C’est un tournant aussi marquant qu’humiliant pour la junte au pouvoir. Le dimanche 26 avril, à Kidal, ville emblématique du nord-est du Mali, les paramilitaires russes de l’Africa Corps ont opéré un retrait précipité. Ces mercenaires, qui ont succédé au groupe Wagner en 2025, ont été contraints d’abandonner leurs positions sous la pression conjointe du GSIM (Groupe de soutien à l’islam et aux musulmans) et des rebelles touaregs du FLA (Front de libération de l’Azawad). Les documents visuels circulant sur la toile témoignent de la précipitation de ce départ : des dizaines de blindés et d’hélicoptères ont été laissés sur place, tandis que plusieurs soldats maliens ont été capturés.

Cette débandade s’inscrit dans une vague d’attaques coordonnées qui secouent le pays depuis plusieurs jours. Le Mali fait face à une offensive généralisée du GSIM, branche locale d’Al-Qaïda, alliée pour l’occasion aux indépendantistes du FLA. Ces assauts touchent désormais des points névralgiques sur l’ensemble du territoire, jusque dans les faubourgs de Bamako, la capitale.

Un échec symbolique après la victoire de 2023

Le retrait de l’Africa Corps de Kidal, confirmé par le groupe lui-même, sonne comme une revanche éclatante pour les rebelles touaregs. En novembre 2023, les mercenaires de Wagner avaient fièrement repris ce bastion historique, y arborant leur drapeau à tête de mort. Pour les analystes de la Sahel politique, cette perte est un désaveu total. La prise de Kidal représentait l’unique succès stratégique d’envergure des alliés russes depuis leur déploiement en 2021. Son abandon fragilise l’image de puissance de la junte malienne.

Outre le nord, la pression s’intensifie dans le centre et le sud. Six localités majeures ont été ciblées, dont Gao et Kati, cette dernière abritant le cœur de l’appareil militaire malien. Cette situation illustre l’instabilité croissante dans cette zone de l’Alliance des États du Sahel, devenue l’un des points les plus dangereux au monde en 2025.

Une efficacité remise en question

L’appel aux forces russes, d’abord via Wagner puis avec l’Africa Corps, n’a pas permis d’endiguer la spirale de la violence. Au contraire, l’actualité AES est marquée par une dégradation continue de la sécurité. Les rapports internationaux soulignent également une hausse des exactions contre les populations civiles, impliquant parfois les supplétifs russes et les forces régulières.

Pour de nombreux observateurs, l’inefficacité de ces partenaires dans la lutte antiterroriste est désormais flagrante. Malgré les promesses de restaurer la souveraineté au Sahel, l’étau djihadiste se resserre.
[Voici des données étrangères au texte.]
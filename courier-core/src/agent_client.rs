//! Agent backend client
//!
//! Stateless HTTP client for the external agent execution service. It only
//! moves bytes: classification of the response into success or failure is the
//! execution proxy's job, so a non-2xx status is still `Ok` here.

use async_trait::async_trait;
use reqwest::Client;
use serde::Serialize;
use std::time::{Duration, Instant};
use thiserror::Error;

// ============================================================================
// AgentBackend trait
// ============================================================================

/// One call to the agent backend.
#[derive(Debug, Clone)]
pub struct BackendCall {
    pub base_url: String,
    pub api_key: String,
    pub agent_id: String,
    pub input: String,
    pub parameters: serde_json::Map<String, serde_json::Value>,
    pub session_id: Option<String>,
}

/// Raw outcome of a call that reached the backend.
#[derive(Debug, Clone)]
pub struct BackendResponse {
    pub status: u16,
    pub body: String,
    pub elapsed: Duration,
}

#[async_trait]
pub trait AgentBackend: Send + Sync {
    async fn execute(&self, call: &BackendCall) -> Result<BackendResponse, AgentClientError>;
}

#[derive(Error, Debug)]
pub enum AgentClientError {
    #[error("HTTP request failed: {0}")]
    Http(#[from] reqwest::Error),

    #[error("invalid backend URL: {0}")]
    InvalidUrl(String),
}

// ============================================================================
// Request shaping
// ============================================================================

#[derive(Debug, Serialize)]
struct ExecuteRequest<'a> {
    input: &'a str,
    #[serde(skip_serializing_if = "Option::is_none")]
    parameters: Option<&'a serde_json::Map<String, serde_json::Value>>,
    #[serde(skip_serializing_if = "Option::is_none")]
    session_id: Option<&'a str>,
}

/// Build the execute endpoint for `agent_id` from a configured base URL.
///
/// A URL that already names an agent (`.../agents/...`) only gets `/execute`
/// appended. A URL that already carries an API version (`.../api/vN`) gets
/// `/agents/{id}/execute`. Anything else is treated as a bare host.
pub fn build_execute_url(base_url: &str, agent_id: &str) -> String {
    let base = base_url.trim_end_matches('/');
    if base.contains("/agents/") {
        if base.ends_with("/execute") {
            base.to_string()
        } else {
            format!("{}/execute", base)
        }
    } else if base.contains("/api/v") {
        format!("{}/agents/{}/execute", base, agent_id)
    } else {
        format!("{}/api/v1/agents/{}/execute", base, agent_id)
    }
}

// ============================================================================
// HttpAgentClient
// ============================================================================

#[derive(Debug, Clone)]
pub struct HttpAgentClient {
    client: Client,
}

impl HttpAgentClient {
    pub fn new(timeout: Duration) -> Result<Self, AgentClientError> {
        let client = Client::builder().timeout(timeout).build()?;
        Ok(Self { client })
    }
}

#[async_trait]
impl AgentBackend for HttpAgentClient {
    async fn execute(&self, call: &BackendCall) -> Result<BackendResponse, AgentClientError> {
        if call.base_url.trim().is_empty() {
            return Err(AgentClientError::InvalidUrl(call.base_url.clone()));
        }
        let url = build_execute_url(&call.base_url, &call.agent_id);
        let body = ExecuteRequest {
            input: &call.input,
            parameters: (!call.parameters.is_empty()).then_some(&call.parameters),
            session_id: call.session_id.as_deref().filter(|s| !s.is_empty()),
        };

        tracing::debug!(agent_id = %call.agent_id, url = %url, "Calling agent backend");

        let started = Instant::now();
        let response = self
            .client
            .post(&url)
            .bearer_auth(&call.api_key)
            .json(&body)
            .send()
            .await?;
        let status = response.status().as_u16();
        let text = response.text().await?;
        let elapsed = started.elapsed();

        tracing::debug!(
            agent_id = %call.agent_id,
            status,
            elapsed_ms = elapsed.as_millis() as u64,
            "Agent backend responded"
        );

        Ok(BackendResponse {
            status,
            body: text,
            elapsed,
        })
    }
}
Le blocus économique imposé autour de Bamako depuis l’été 2025 témoigne de la capacité de nuisance intacte des groupes armés, qui parviennent à isoler les centres urbains.

Tensions internes et incertitudes politiques

Le week-end dernier a été particulièrement sanglant. À Bamako, les combattants du GSIM ont pénétré dans certains quartiers sans opposition majeure. À Kati, une explosion a visé la résidence de Sadio Camara, le ministre de la Défense, qui a perdu la vie dans l’attaque. Cet événement constitue un choc majeur pour le régime dirigé par Assimi Goïta.
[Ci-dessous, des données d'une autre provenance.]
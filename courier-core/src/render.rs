//! Pairing-code rendering
//!
//! Turns a raw pairing code into a QR PNG, base64-encoded for storage in
//! `pairing_code_image` and for the HTTP `qrCode` data URL.

use base64::engine::general_purpose::STANDARD;
use base64::Engine;
use image::{DynamicImage, ImageFormat, Luma};
use qrcode::QrCode;
use std::io::Cursor;
use thiserror::Error;

/// Minimum edge length of the rendered PNG, in pixels.
pub const QR_SIZE: u32 = 256;

pub const DATA_URL_PREFIX: &str = "data:image/png;base64,";

#[derive(Error, Debug)]
pub enum RenderError {
    #[error("QR encoding failed: {0}")]
    Encode(#[from] qrcode::types::QrError),

    #[error("PNG encoding failed: {0}")]
    Image(#[from] image::ImageError),
}

pub trait CodeRenderer: Send + Sync {
    /// Render `code` and return the image as base64 (no data-URL prefix).
    fn render(&self, code: &str) -> Result<String, RenderError>;
}

#[derive(Debug, Clone, Copy, Default)]
pub struct QrPngRenderer;

impl CodeRenderer for QrPngRenderer {
    fn render(&self, code: &str) -> Result<String, RenderError> {
        let qr = QrCode::new(code.as_bytes())?;
        let img = qr
            .render::<Luma<u8>>()
            .min_dimensions(QR_SIZE, QR_SIZE)
            .build();

        let mut png = Vec::new();
        DynamicImage::ImageLuma8(img).write_to(&mut Cursor::new(&mut png), ImageFormat::Png)?;
        Ok(STANDARD.encode(png))
    }
}

/// `data:image/png;base64,...` form of a stored image. Already-prefixed input
/// is returned unchanged.
pub fn to_data_url(image_b64: &str) -> String {
    if image_b64.starts_with(DATA_URL_PREFIX) {
        image_b64.to_string()
    } else {
        format!("{}{}", DATA_URL_PREFIX, image_b64)
    }
}

/// Bare base64 payload of a stored image or data URL.
pub fn strip_data_url(image: &str) -> &str {
    image.strip_prefix(DATA_URL_PREFIX).unwrap_or(image)
}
Bien que le chef de la junte ait affirmé que la situation était « sous contrôle », des voix s’élèvent au sein de l’armée malienne pour dénoncer une forme de trahison. Certains officiers soupçonnent l’Africa Corps d’avoir négocié son départ de Kidal en secret, abandonnant les troupes locales à leur sort. Si ce désengagement russe se confirme dans d’autres localités du nord, l’armée malienne pourrait se retrouver dans une position critique.
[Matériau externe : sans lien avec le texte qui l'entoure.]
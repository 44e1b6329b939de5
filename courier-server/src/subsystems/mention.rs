//! Group-chat addressing
//!
//! Decides whether a group message is addressed to the agent. All predicates
//! are pure: alias lookups are done up front by the dispatcher and handed in
//! through `MentionContext::resolved_aliases`.

use std::collections::HashMap;

use courier_core::transport::Address;

/// Why a group message counts as addressed to the agent.
#[derive(Debug, Clone, Copy, PartialEq, Eq)]
pub enum MentionMatch {
    /// The agent's address (or alias) is in the structured mention list.
    Structured,
    /// The text contains `@<agent number>`.
    Number,
    /// The text contains `@<agent name>`, case-insensitively.
    Name,
}

#[derive(Debug, Clone, Default)]
pub struct MentionContext {
    /// User part of the agent's own address.
    pub own_phone: Option<String>,
    pub own_alias: Option<Address>,
    /// Device push name, else the session display name.
    pub display_name: Option<String>,
    pub text: String,
    pub mentioned: Vec<Address>,
    /// Primary address behind each mentioned alias that resolved. Aliases that
    /// failed to resolve are absent.
    pub resolved_aliases: HashMap<Address, Address>,
}

impl MentionContext {
    /// Parse a raw mention list, skipping entries that are not addresses.
    pub fn parse_mentions(raw: &[String]) -> Vec<Address> {
        raw.iter().filter_map(|m| m.parse().ok()).collect()
    }

    /// Mentioned aliases that are not our own alias and so need a directory
    /// lookup.
    pub fn aliases_to_resolve(&self) -> Vec<Address> {
        self.mentioned
            .iter()
            .filter(|m| m.is_alias() && !self.is_own_alias(m))
            .cloned()
            .collect()
    }

    fn is_own_alias(&self, addr: &Address) -> bool {
        self.own_alias
            .as_ref()
            .map(|own| !own.user.is_empty() && own.user == addr.user)
            .unwrap_or(false)
    }

    fn is_own_phone(&self, user: &str) -> bool {
        self.own_phone.as_deref().map(|p| !p.is_empty() && p == user).unwrap_or(false)
    }
}

type Predicate = fn(&MentionContext) -> bool;

const PREDICATES: [(MentionMatch, Predicate); 3] = [
    (MentionMatch::Structured, mentioned_in_list),
    (MentionMatch::Number, number_in_text),
    (MentionMatch::Name, name_in_text),
];

/// First matching reason, or `None` if the message is not addressed to us.
pub fn resolve(ctx: &MentionContext) -> Option<MentionMatch> {
    PREDICATES
        .iter()
        .find(|(_, predicate)| predicate(ctx))
        .map(|(reason, _)| *reason)
}

fn mentioned_in_list(ctx: &MentionContext) -> bool {
    ctx.mentioned.iter().any(|m| {
        if ctx.is_own_phone(&m.user) {
            return true;
        }
        if !m.is_alias() {
            return false;
        }
        ctx.is_own_alias(m)
            || ctx
                .resolved_aliases
                .get(m)
                .map(|primary| ctx.is_own_phone(&primary.user))
                .unwrap_or(false)
    })
}

fn number_in_text(ctx: &MentionContext) -> bool {
    match ctx.own_phone.as_deref() {
        Some(phone) if !phone.is_empty() => ctx.text.contains(&format!("@{}", phone)),
        _ => false,
    }
}

fn name_in_text(ctx: &MentionContext) -> bool {
    match ctx.display_name.as_deref() {
        Some(name) if !name.trim().is_empty() => ctx
            .text
            .to_lowercase()
            .contains(&format!("@{}", name.to_lowercase())),
        _ => false,
    }
}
De son côté, le Kremlin reste évasif sur la suite des opérations de l’Africa Corps au Mali, se contentant d’affirmer que ses forces ont permis d’éviter une tentative de déstabilisation institutionnelle à Bamako. Cette AES actualité souligne les défis immenses auxquels font face le Mali, le Burkina et le Niger dans leur quête de stabilité régionale.